Abstract

The continuing degradation of marine ecosystems is widely highlighted as having a significant impact on services they provide for human well-being. To this end, especially during the last decade, numerous national, regional and international aspirations, targets and commitments have been made in order to reverse the detrimental trend affecting the ocean health, which is expected to accelerate in the immediate future. Restoration actions are becoming a common strategy to speed-up the recovery pathway of degraded ecosystems. This recognition also depends on the fact that, in some cases, in addition to traditional conservation strategies (e.g.

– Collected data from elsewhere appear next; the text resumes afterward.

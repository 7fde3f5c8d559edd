use std::path::PathBuf;

use rusqlite::Connection;
use serde::Deserialize;

#[derive(Debug, Deserialize, Clone)]
pub struct Request {
    pub id: String,
    pub method: String,
    #[serde(default)]
    pub params: serde_json::Value,
}

pub struct AppState {
    pub workspace: Option<PathBuf>,
    pub db: Option<Connection>,
}

impl AppState {
    pub fn new() -> Self {
        AppState {
            workspace: None,
            db: None,
        }
    }
}
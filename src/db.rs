use anyhow::Context;
use rusqlite::{Connection, OptionalExtension};
use std::path::Path;

pub const DB_FILE: &str = "santri.sqlite3";

pub fn open_db(workspace: &Path) -> anyhow::Result<Connection> {
    std::fs::create_dir_all(workspace)
        .with_context(|| format!("failed to create workspace {}", workspace.to_string_lossy()))?;
    let db_path = workspace.join(DB_FILE);
    let conn = Connection::open(&db_path)
        .with_context(|| format!("failed to open {}", db_path.to_string_lossy()))?;
    conn.execute("PRAGMA foreign_keys = ON", [])?;

    conn.execute(
        "CREATE TABLE IF NOT EXISTS settings(
            key TEXT PRIMARY KEY,
            value_json TEXT NOT NULL
        )",
        [],
    )?;

    conn.execute(
        "CREATE TABLE IF NOT EXISTS halaqah(
            id TEXT PRIMARY KEY,
            name TEXT NOT NULL UNIQUE,
            teacher_name TEXT,
            created_at TEXT NOT NULL
        )",
        [],
    )?;

    conn.execute(
        "CREATE TABLE IF NOT EXISTS students(
            id TEXT PRIMARY KEY,
            halaqah_id TEXT NOT NULL,
            name TEXT NOT NULL,
            guardian_name TEXT,
            guardian_phone TEXT,
            active INTEGER NOT NULL DEFAULT 1,
            created_at TEXT NOT NULL,
            FOREIGN KEY(halaqah_id) REFERENCES halaqah(id)
        )",
        [],
    )?;
    conn.execute(
        "CREATE INDEX IF NOT EXISTS idx_students_halaqah ON students(halaqah_id)",
        [],
    )?;

    // Progress and mistakes are real columns; `note` is free text only.
    conn.execute(
        "CREATE TABLE IF NOT EXISTS setoran(
            id TEXT PRIMARY KEY,
            student_id TEXT NOT NULL,
            date TEXT NOT NULL,
            surah TEXT NOT NULL,
            ayat_from INTEGER NOT NULL,
            ayat_to INTEGER NOT NULL,
            mistakes INTEGER NOT NULL,
            score REAL NOT NULL,
            note TEXT,
            created_at TEXT NOT NULL,
            FOREIGN KEY(student_id) REFERENCES students(id)
        )",
        [],
    )?;
    conn.execute(
        "CREATE INDEX IF NOT EXISTS idx_setoran_student_date ON setoran(student_id, date)",
        [],
    )?;

    conn.execute(
        "CREATE TABLE IF NOT EXISTS daily_assessments(
            student_id TEXT NOT NULL,
            date TEXT NOT NULL,
            present INTEGER NOT NULL,
            on_time INTEGER NOT NULL,
            prayer INTEGER NOT NULL,
            manners INTEGER NOT NULL,
            updated_at TEXT NOT NULL,
            PRIMARY KEY(student_id, date),
            FOREIGN KEY(student_id) REFERENCES students(id)
        )",
        [],
    )?;

    conn.execute(
        "CREATE TABLE IF NOT EXISTS announcements(
            id TEXT PRIMARY KEY,
            title TEXT NOT NULL,
            body TEXT NOT NULL,
            audience TEXT NOT NULL,
            created_at TEXT NOT NULL
        )",
        [],
    )?;

    Ok(conn)
}

pub fn settings_get_json(conn: &Connection, key: &str) -> anyhow::Result<Option<serde_json::Value>> {
    let raw: Option<String> = conn
        .query_row(
            "SELECT value_json FROM settings WHERE key = ?",
            [key],
            |r| r.get(0),
        )
        .optional()?;
    match raw {
        Some(text) => Ok(Some(
            serde_json::from_str(&text).with_context(|| format!("settings {} is not JSON", key))?,
        )),
        None => Ok(None),
    }
}

pub fn settings_set_json(
    conn: &Connection,
    key: &str,
    value: &serde_json::Value,
) -> anyhow::Result<()> {
    conn.execute(
        "INSERT INTO settings(key, value_json) VALUES(?, ?)
         ON CONFLICT(key) DO UPDATE SET value_json = excluded.value_json",
        (key, serde_json::to_string(value)?),
    )?;
    Ok(())
}
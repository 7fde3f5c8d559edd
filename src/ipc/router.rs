use super::handlers;
use super::types::{AppState, Request};
use crate::ipc::error::err;

pub fn handle_request(state: &mut AppState, req: Request) -> serde_json::Value {
    tracing::debug!(id = %req.id, method = %req.method, "request");

    let families: [fn(&mut AppState, &Request) -> Option<serde_json::Value>; 9] = [
        handlers::core::try_handle,
        handlers::setup::try_handle,
        handlers::halaqah::try_handle,
        handlers::students::try_handle,
        handlers::import::try_handle,
        handlers::setoran::try_handle,
        handlers::assessments::try_handle,
        handlers::announcements::try_handle,
        handlers::wali::try_handle,
    ];
    for try_handle in families {
        if let Some(resp) = try_handle(state, &req) {
            return resp;
        }
    }

    tracing::warn!(method = %req.method, "unknown method");
    err(
        &req.id,
        "not_implemented",
        format!("unknown method: {}", req.method),
        None,
    )
}
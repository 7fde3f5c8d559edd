use crate::db;
use crate::ipc::error::{err, ok};
use crate::ipc::types::{AppState, Request};
use serde_json::json;
use std::path::PathBuf;

fn handle_health(state: &mut AppState, req: &Request) -> serde_json::Value {
    ok(
        &req.id,
        json!({
            "version": env!("CARGO_PKG_VERSION"),
            "workspacePath": state.workspace.as_ref().map(|p| p.to_string_lossy().to_string())
        }),
    )
}

fn handle_workspace_select(state: &mut AppState, req: &Request) -> serde_json::Value {
    let p = req
        .params
        .get("path")
        .and_then(|v| v.as_str())
        .map(PathBuf::from);
    let Some(path) = p else {
        return err(&req.id, "bad_params", "missing params.path", None);
    };

    match db::open_db(&path) {
        Ok(conn) => {
            tracing::info!(workspace = %path.display(), "workspace opened");
            state.workspace = Some(path.clone());
            state.db = Some(conn);
            ok(&req.id, json!({ "workspacePath": path.to_string_lossy() }))
        }
        Err(e) => {
            let error = format!("{e:#}");
            tracing::error!(workspace = %path.display(), %error, "workspace open failed");
            err(&req.id, "db_open_failed", error, None)
        }
    }
}

pub fn try_handle(state: &mut AppState, req: &Request) -> Option<serde_json::Value> {
    match req.method.as_str() {
        "health" => Some(handle_health(state, req)),
        "workspace.select" => Some(handle_workspace_select(state, req)),
        _ => None,
    }
}
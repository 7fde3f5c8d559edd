use crate::phone::normalize_phone;
use serde::Deserialize;

#[derive(Debug, Clone, Copy, PartialEq, Eq, Deserialize)]
#[serde(rename_all = "lowercase")]
pub enum Role {
    SuperAdmin,
    Admin,
    Guru,
    Wali,
}

/// The caller's identity, passed explicitly with each request.
#[derive(Debug, Clone, Deserialize)]
#[serde(rename_all = "camelCase")]
pub struct CurrentUser {
    pub role: Role,
    #[serde(default)]
    pub assigned_halaqah_ids: Vec<String>,
    #[serde(default)]
    pub phone: Option<String>,
}

/// Which students a user may read.
#[derive(Debug, Clone, PartialEq, Eq)]
pub enum StudentScope {
    All,
    Halaqah(Vec<String>),
    /// Normalized guardian phone. Empty matches nothing.
    GuardianPhone(String),
}

impl CurrentUser {
    pub fn from_params(params: &serde_json::Value) -> Result<Self, String> {
        let Some(raw) = params.get("currentUser") else {
            return Err("missing currentUser".to_string());
        };
        serde_json::from_value(raw.clone()).map_err(|e| format!("invalid currentUser: {e}"))
    }

    pub fn is_admin(&self) -> bool {
        matches!(self.role, Role::SuperAdmin | Role::Admin)
    }

    pub fn teaches(&self, halaqah_id: &str) -> bool {
        self.role == Role::Guru && self.assigned_halaqah_ids.iter().any(|id| id == halaqah_id)
    }

    /// Admins, and gurus for their own halaqah, may write records for a student.
    pub fn can_manage(&self, halaqah_id: &str) -> bool {
        self.is_admin() || self.teaches(halaqah_id)
    }

    pub fn is_guardian_of(&self, guardian_phone: Option<&str>, country_code: &str) -> bool {
        if self.role != Role::Wali {
            return false;
        }
        let mine = normalize_phone(self.phone.as_deref().unwrap_or(""), country_code);
        let theirs = normalize_phone(guardian_phone.unwrap_or(""), country_code);
        !mine.is_empty() && mine == theirs
    }

    pub fn can_view(&self, halaqah_id: &str, guardian_phone: Option<&str>, country_code: &str) -> bool {
        self.can_manage(halaqah_id) || self.is_guardian_of(guardian_phone, country_code)
    }

    pub fn student_scope(&self, country_code: &str) -> StudentScope {
        match self.role {
            Role::SuperAdmin | Role::Admin => StudentScope::All,
            Role::Guru => StudentScope::Halaqah(self.assigned_halaqah_ids.clone()),
            Role::Wali => StudentScope::GuardianPhone(normalize_phone(
                self.phone.as_deref().unwrap_or(""),
                country_code,
            )),
        }
    }
}
use crate::import::{self, GroupRepository, ImportError, RowStatus};
use crate::ipc::error::ok;
use crate::ipc::handlers::setup;
use crate::ipc::helpers::{get_optional_str, read_import_text, require_admin, require_conn, HandlerErr};
use crate::ipc::types::{AppState, Request};
use crate::roster_csv::{self, TEMPLATE_CSV, TEMPLATE_FILE_NAME};
use crate::store::SqliteStore;
use rusqlite::Connection;
use serde_json::{json, Value};
use std::collections::HashSet;
use std::path::PathBuf;

impl From<ImportError> for HandlerErr {
    fn from(e: ImportError) -> Self {
        HandlerErr::new(e.code(), format!("{e:#}"))
    }
}

fn import_template(params: &Value) -> Result<Value, HandlerErr> {
    let mut out = json!({
        "fileName": TEMPLATE_FILE_NAME,
        "content": TEMPLATE_CSV,
    });
    if let Some(out_path) = get_optional_str(params, "outPath") {
        let path = PathBuf::from(&out_path);
        if let Some(parent) = path.parent() {
            if !parent.as_os_str().is_empty() {
                std::fs::create_dir_all(parent).map_err(|e| {
                    HandlerErr::new("io_failed", e.to_string())
                        .with_details(json!({ "path": out_path }))
                })?;
            }
        }
        std::fs::write(&path, TEMPLATE_CSV).map_err(|e| {
            HandlerErr::new("io_failed", e.to_string()).with_details(json!({ "path": out_path }))
        })?;
        out["path"] = json!(out_path);
    }
    Ok(out)
}

fn import_preview(conn: &Connection, params: &Value) -> Result<Value, HandlerErr> {
    require_admin(params)?;
    let text = read_import_text(params)?;
    let settings = setup::import_settings(conn).map_err(HandlerErr::db_query)?;

    let (columns, rows) = import::read_file(&text)?;
    let store = SqliteStore::new(conn);
    let statuses = import::preview_statuses(&store, &rows, &settings)?;

    let existing = store
        .list_group_names()
        .map_err(HandlerErr::db_query)?
        .into_iter()
        .collect::<HashSet<_>>();
    let groups_to_create = import::referenced_groups(&rows)
        .into_iter()
        .filter(|g| !existing.contains(g))
        .collect::<Vec<_>>();

    let count = |s: RowStatus| statuses.iter().filter(|x| **x == s).count();
    let preview_rows = rows
        .iter()
        .zip(&statuses)
        .map(|(row, status)| {
            let mut v = json!(row);
            v["status"] = json!(status);
            v
        })
        .collect::<Vec<_>>();

    let delimiter = roster_csv::detect_delimiter(&text) as char;
    Ok(json!({
        "delimiter": delimiter.to_string(),
        "columns": columns,
        "rowsTotal": rows.len(),
        "newCount": count(RowStatus::New),
        "duplicateCount": count(RowStatus::Duplicate),
        "invalidCount": count(RowStatus::Invalid),
        "groupsToCreate": groups_to_create,
        "rows": preview_rows,
    }))
}

fn import_apply(conn: &Connection, params: &Value) -> Result<Value, HandlerErr> {
    require_admin(params)?;
    let text = read_import_text(params)?;
    let settings = setup::import_settings(conn).map_err(HandlerErr::db_query)?;
    let mut store = SqliteStore::new(conn);
    let report = import::run_import(&mut store, &text, &settings)?;
    Ok(json!(report))
}

fn handle_import_template(_state: &mut AppState, req: &Request) -> Value {
    match import_template(&req.params) {
        Ok(v) => ok(&req.id, v),
        Err(e) => e.response(&req.id),
    }
}

fn handle_import_preview(state: &mut AppState, req: &Request) -> Value {
    match require_conn(state).and_then(|conn| import_preview(conn, &req.params)) {
        Ok(v) => ok(&req.id, v),
        Err(e) => e.response(&req.id),
    }
}

fn handle_import_apply(state: &mut AppState, req: &Request) -> Value {
    match require_conn(state).and_then(|conn| import_apply(conn, &req.params)) {
        Ok(v) => ok(&req.id, v),
        Err(e) => e.response(&req.id),
    }
}

pub fn try_handle(state: &mut AppState, req: &Request) -> Option<Value> {
    match req.method.as_str() {
        "students.importTemplate" => Some(handle_import_template(state, req)),
        "students.importPreview" => Some(handle_import_preview(state, req)),
        "students.importApply" => Some(handle_import_apply(state, req)),
        _ => None,
    }
}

Marine Protected Areas and Maritime Spatial Planning), “active” restoration may be the only politically feasible approach able to increase the flow of marine ecosystem services to stakeholders, ensuring, at the same time, the mitigation of threats to coastal environments in a reasonable time lag. Given the time-bound target aimed to effectively protect/restore on third of global ecosystems in the upcoming decade, concrete considerations about the potential for scaling-up the restoration interventions across coastal ecosystems are required to prioritise and improve the strategies aimed to cope the urgent conservation issues faced by marine ecosystems at global scale. Here, capitalizing on the most upgraded information on restoration efforts worldwide carried out over nearly five decades, a synthetic (but not exhaustive) analysis of progresses is showed, which could helps to better address the upscaling issue of marine conservation strategies in the immediate future.
 Keywords: marine ecosystem restoration, sustainable development, coastal habitats.